== Segment start ==
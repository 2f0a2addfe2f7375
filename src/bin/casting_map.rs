//! casting-map: Map nested JSON into relational CSV tables
//!
//! Usage:
//!   # Read records from a file, print every table to stdout
//!   casting-map mapping.json data.json
//!
//!   # Read NDJSON from stdin, write one CSV per table
//!   cat events.jsonl | casting-map mapping.json --ndjson --output-dir ./tables
//!
//!   # Inject a value for every `user` node keyed "source"
//!   casting-map mapping.json data.json --user-data source=search

// Use MiMalloc allocator for better performance (recommended by simd-json)
#[global_allocator]
static GLOBAL: mimalloc::MiMalloc = mimalloc::MiMalloc;

use anyhow::{bail, Context, Result};
use casting::map::write_tables_to;
use casting::{CsvWriter, Mapper, MapperConfig, MappingSpec, UserData};
use clap::Parser;
use serde_json::Value;
use std::fs::File;
use std::io::{BufReader, Read};
use tracing::info;
use tracing_subscriber::EnvFilter;

#[derive(Parser, Debug)]
#[command(name = "casting-map")]
#[command(about = "Map nested JSON into relational CSV tables", long_about = None)]
struct Args {
    /// Mapping configuration (JSON object of source paths to nodes)
    #[arg(value_name = "MAPPING")]
    mapping: String,

    /// Input file (use stdin if omitted)
    #[arg(value_name = "FILE")]
    input: Option<String>,

    /// Process newline-delimited JSON (one record per line)
    #[arg(long)]
    ndjson: bool,

    /// Output directory for one .csv file per table.
    /// If omitted, all tables are written to stdout, each after a `# <name>` line
    #[arg(long, short = 'o')]
    output_dir: Option<String>,

    /// Don't write a header line
    #[arg(long)]
    no_header: bool,

    /// Name of the table holding one row per top-level record
    #[arg(long, default_value = "root")]
    root: String,

    /// Value for `user` nodes, as KEY=VALUE (repeatable)
    #[arg(long = "user-data", value_name = "KEY=VALUE")]
    user_data: Vec<String>,
}

fn main() -> Result<()> {
    let args = Args::parse();

    tracing_subscriber::fmt()
        .with_env_filter(EnvFilter::from_default_env().add_directive("info".parse()?))
        .with_writer(std::io::stderr)
        .init();

    let config = MapperConfig::default()
        .with_header(!args.no_header)
        .with_root_destination(args.root.clone());

    let mapping: Value = serde_json::from_reader(BufReader::new(
        File::open(&args.mapping)
            .with_context(|| format!("Failed to open mapping: {}", args.mapping))?,
    ))
    .context("Failed to parse mapping JSON")?;
    let spec = MappingSpec::compile(mapping)?;
    let user_data = parse_user_data(&args.user_data)?;

    let reader = if let Some(file_path) = &args.input {
        Box::new(BufReader::new(File::open(file_path)?)) as Box<dyn Read>
    } else {
        Box::new(std::io::stdin()) as Box<dyn Read>
    };
    let records = read_records(reader, args.ndjson)?;

    let mut mapper = Mapper::new(spec, config.clone());
    mapper.parse(&records, &user_data)?;
    info!(records = records.len(), tables = mapper.registry().len(), "mapped records");

    if let Some(output_dir) = args.output_dir {
        let writer = CsvWriter::new(&output_dir, &config)?;
        let paths = writer.write_tables(mapper.registry())?;
        info!(files = paths.len(), dir = %output_dir, "tables written");
    } else {
        let stdout = std::io::stdout();
        let mut lock = stdout.lock();
        write_tables_to(&mut lock, mapper.registry(), &config)?;
    }

    Ok(())
}

/// Parse repeated `KEY=VALUE` arguments into the user data map
fn parse_user_data(pairs: &[String]) -> Result<UserData> {
    let mut user_data = UserData::new();
    for pair in pairs {
        let Some((key, value)) = pair.split_once('=') else {
            bail!("Invalid --user-data '{}', expected KEY=VALUE", pair);
        };
        user_data.insert(key.to_string(), Value::String(value.to_string()));
    }
    Ok(user_data)
}

/// Read records using SIMD-accelerated JSON parsing when possible.
/// A top-level array is a list of records; anything else is a single record.
fn read_records(reader: Box<dyn Read>, ndjson: bool) -> Result<Vec<Value>> {
    let mut content = Vec::new();
    let mut buf_reader = BufReader::new(reader);
    buf_reader.read_to_end(&mut content)?;

    if !ndjson {
        // Try SIMD parsing first, deserializing straight into serde_json so key order survives
        let mut simd_content = content.clone();
        if let Ok(value) = simd_json::serde::from_slice::<Value>(&mut simd_content) {
            return Ok(match value {
                Value::Array(records) => records,
                record => vec![record],
            });
        }
    }

    // Fallback to serde_json line by line for NDJSON
    let content_str = String::from_utf8_lossy(&content);
    let mut records = Vec::new();
    for (line_no, line) in content_str.lines().enumerate() {
        let line = line.trim();
        if line.is_empty() {
            continue;
        }
        let value: Value = serde_json::from_str(line)
            .with_context(|| format!("Failed to parse JSON on line {}", line_no + 1))?;
        records.push(value);
    }
    Ok(records)
}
== Segment end ==
_WHAT IS NEEDED_. The full listing must be retyped precisely, with no line left out.

_TASK RESPONSE_.
repository 2f0a2addfe2f7375
filename src/bin/casting_map.rs
//! casting-map: Map nested JSON into relational CSV tables
//!
//! Usage:
//!   # Read records from a file, print every table to stdout
//!   casting-map mapping.json data.json
//!
//!   # Read NDJSON from stdin, write one CSV per table
//!   cat events.jsonl | casting-map mapping.json --ndjson --output-dir ./tables
//!
//!   # Inject a value for every `user` node keyed "source"
//!   casting-map mapping.json data.json --user-data source=search

// Use MiMalloc allocator for better performance (recommended by simd-json)
#[global_allocator]
static GLOBAL: mimalloc::MiMalloc = mimalloc::MiMalloc;

use anyhow::{bail, Context, Result};
use casting::map::write_tables_to;
use casting::{CsvWriter, Mapper, MapperConfig, MappingSpec, UserData};
use clap::Parser;
use serde_json::Value;
use std::fs::File;
use std::io::{BufReader, Read};
use tracing::info;
use tracing_subscriber::EnvFilter;

#[derive(Parser, Debug)]
#[command(name = "casting-map")]
#[command(about = "Map nested JSON into relational CSV tables", long_about = None)]
struct Args {
    /// Mapping configuration (JSON object of source paths to nodes)
    #[arg(value_name = "MAPPING")]
    mapping: String,

    /// Input file (use stdin if omitted)
    #[arg(value_name = "FILE")]
    input: Option<String>,

    /// Process newline-delimited JSON (one record per line)
    #[arg(long)]
    ndjson: bool,

    /// Output directory for one .csv file per table.
    /// If omitted, all tables are written to stdout, each after a `# <name>` line
    #[arg(long, short = 'o')]
    output_dir: Option<String>,

    /// Don't write a header line
    #[arg(long)]
    no_header: bool,

    /// Name of the table holding one row per top-level record
    #[arg(long, default_value = "root")]
    root: String,

    /// Value for `user` nodes, as KEY=VALUE (repeatable)
    #[arg(long = "user-data", value_name = "KEY=VALUE")]
    user_data: Vec<String>,
}

fn main() -> Result<()> {
    let args = Args::parse();

    tracing_subscriber::fmt()
        .with_env_filter(EnvFilter::from_default_env().add_directive("info".parse()?))
        .with_writer(std::io::stderr)
        .init();

    let config = MapperConfig::default()
        .with_header(!args.no_header)
        .with_root_destination(args.root.clone());

    let mapping: Value = serde_json::from_reader(BufReader::new(
        File::open(&args.mapping)
            .with_context(|| format!("Failed to open mapping: {}", args.mapping))?,
    ))
    .context("Failed to parse mapping JSON")?;
    let spec = MappingSpec::compile(mapping)?;
    let user_data = parse_user_data(&args.user_data)?;

    let reader = if let Some(file_path) = &args.input {
        Box::new(BufReader::new(File::open(file_path)?)) as Box<dyn Read>
    } else {
        Box::new(std::io::stdin()) as Box<dyn Read>
    };
    let records = read_records(reader, args.ndjson)?;

    let mut mapper = Mapper::new(spec, config.clone());
    mapper.parse(&records, &user_data)?;
    info!(records = records.len(), tables = mapper.registry().len(), "mapped records");

    if let Some(output_dir) = args.output_dir {
        let writer = CsvWriter::new(&output_dir, &config)?;
        let paths = writer.write_tables(mapper.registry())?;
        info!(files = paths.len(), dir = %output_dir, "tables written");
    } else {
        let stdout = std::io::stdout();
        let mut lock = stdout.lock();
        write_tables_to(&mut lock, mapper.registry(), &config)?;
    }

    Ok(())
}

/// Parse repeated `KEY=VALUE` arguments into the user data map
fn parse_user_data(pairs: &[String]) -> Result<UserData> {
    let mut user_data = UserData::new();
    for pair in pairs {
        let Some((key, value)) = pair.split_once('=') else {
            bail!("Invalid --user-data '{}', expected KEY=VALUE", pair);
        };
        user_data.insert(key.to_string(), Value::String(value.to_string()));
    }
    Ok(user_data)
}

/// Read records using SIMD-accelerated JSON parsing when possible.
/// A top-level array is a list of records; anything else is a single record.
fn read_records(reader: Box<dyn Read>, ndjson: bool) -> Result<Vec<Value>> {
    let mut content = Vec::new();
    let mut buf_reader = BufReader::new(reader);
    buf_reader.read_to_end(&mut content)?;

    if !ndjson {
        // Try SIMD parsing first, deserializing straight into serde_json so key order survives
        let mut simd_content = content.clone();
        if let Ok(value) = simd_json::serde::from_slice::<Value>(&mut simd_content) {
            return Ok(match value {
                Value::Array(records) => records,
                record => vec![record],
            });
        }
    }

    // Fallback to serde_json line by line for NDJSON
    let content_str = String::from_utf8_lossy(&content);
    let mut records = Vec::new();
    for (line_no, line) in content_str.lines().enumerate() {
        let line = line.trim();
        if line.is_empty() {
            continue;
        }
        let value: Value = serde_json::from_str(line)
            .with_context(|| format!("Failed to parse JSON on line {}", line_no + 1))?;
        records.push(value);
    }
    Ok(records)
}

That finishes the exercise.